Several years ago I studied a postgraduate course in medieval history. During the overview the advisor had some choice words for myself and the other students: “You cannot truly call yourself a medievalist if you cannot read Latin,” he said. “If you only read via translation, you are at the mercy of the translator, at the mercy of that translator’s grasp on the language, and of the vernacular of the time in which the translation was written.” At the time, I took his words to be nothing more than gatekeeping, a way of justifying to us why the bulk of the subject was built more around learning to read and write Latin rather than historical examination.

It was only months later, once we were well into the subject and had a firmer grasp of Latin, that I fully understood the Professor’s words. We were given two texts of a dispute between a landowner and his tenant, one in the original Latin and the other already translated into English. We were told to first read the English version before then reading the Latin and making our own translation of the piece.

In the already translated text the landowner, on learning that the tenant has built a grain mill without obtaining prior permission, goes down to meet with his tenant, where he informs said tenant of his need for planning permission, and tells him that he will need to tear down the building. The tenant reluctantly agrees.

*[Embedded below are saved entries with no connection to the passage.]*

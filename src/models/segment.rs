/// Integer pixel coordinate
#[derive(Debug, Clone, Copy, PartialEq, Eq, Hash, Default)]
pub struct Point {
    /// X coordinate (column)
    pub x: i32,
    /// Y coordinate (row)
    pub y: i32,
}

impl Point {
    /// Create a new point
    pub fn new(x: i32, y: i32) -> Self {
        Self { x, y }
    }
}

/// Straight line between two pixel coordinates
#[derive(Debug, Clone, Copy, PartialEq, Eq, Hash)]
pub struct Segment {
    /// Point the trace started from
    pub start: Point,
    /// Last pixel reached by the trace
    pub end: Point,
}

impl Segment {
    /// Create a segment from (x1, y1) to (x2, y2)
    pub fn new(x1: i32, y1: i32, x2: i32, y2: i32) -> Self {
        Self {
            start: Point::new(x1, y1),
            end: Point::new(x2, y2),
        }
    }
}

/// Segments in the order they were traced
pub type SegmentList = Vec<Segment>;
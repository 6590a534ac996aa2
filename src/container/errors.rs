use crate::resource::ResourceError;
use std::io;
use std::path::PathBuf;

/// Alias for `Result<T, ArchiveError>`.
pub type ArchiveResult<T> = Result<T, ArchiveError>;

/// Possible errors when opening a [`Container`](super::Container).
///
/// Once a container is open, failures are reported per entry as
/// [`ResourceError`] instead.
#[non_exhaustive]
#[derive(thiserror::Error, Debug)]
pub enum ArchiveError {
    /// The archive itself is unreadable due to not existing,
    /// unsupported format, or malformed state.
    ///
    /// Path *is* [`None`] when the archive is read from memory.
    #[error("[UnreadableArchive - `{path:?}`]: {source}")]
    UnreadableArchive {
        /// The root cause of this error.
        source: io::Error,
        /// The path responsible for triggering the error, if applicable.
        path: Option<PathBuf>,
    },

    /// The archive is readable, although its format is not supported
    /// (e.g., not a ZIP archive).
    #[error("[UnsupportedFormat - `{path:?}`]: {source}")]
    UnsupportedFormat {
        /// The root cause of this error.
        source: zip::result::ZipError,
        /// The path responsible for triggering the error, if applicable.
        path: Option<PathBuf>,
    },
}

impl ArchiveError {
    pub(crate) fn unreadable(source: io::Error, path: Option<PathBuf>) -> Self {
        Self::UnreadableArchive { source, path }
    }

    pub(crate) fn from_zip(error: zip::result::ZipError, path: Option<PathBuf>) -> Self {
        match error {
            zip::result::ZipError::Io(source) => Self::UnreadableArchive { source, path },
            source => Self::UnsupportedFormat { source, path },
        }
    }
}

impl From<ArchiveError> for ResourceError {
    fn from(error: ArchiveError) -> Self {
        match error {
            ArchiveError::UnreadableArchive { source, .. } => ResourceError::from_io(source),
            error @ ArchiveError::UnsupportedFormat { .. } => ResourceError::wrap(error),
        }
    }
}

The Latin told a very different story.

In the original work, the landowner, on learning that the tenant has built a grain mill without obtaining permission, throws his food to the floor, declares himself white with anger, runs down to the plot of land, tells the tenant he’s an old fool who should know better than to build something without permission and then tells the tenant that if the building isn’t demolished within the day, the landowner is going to tear down the building himself and he doesn’t care if the tenant and his children are inside it when he does.

It was an interesting insight to the changes that could be, and indeed were, made to foreign works, and it certainly redefined my attitude towards reading translations. Indeed, there is an untold number of ‘classics’ that I have yet to read, simply because I do not understand the language in which they were originally written and I refuse to put my understanding of a sentence at the mercy of somebody else.

I guess it will have to continue to be the case that until I learn how to read every language known to man, I will have to stick simply to the limited language that I know I know. Shame, really. I hear Dostoyevsky’s quite good.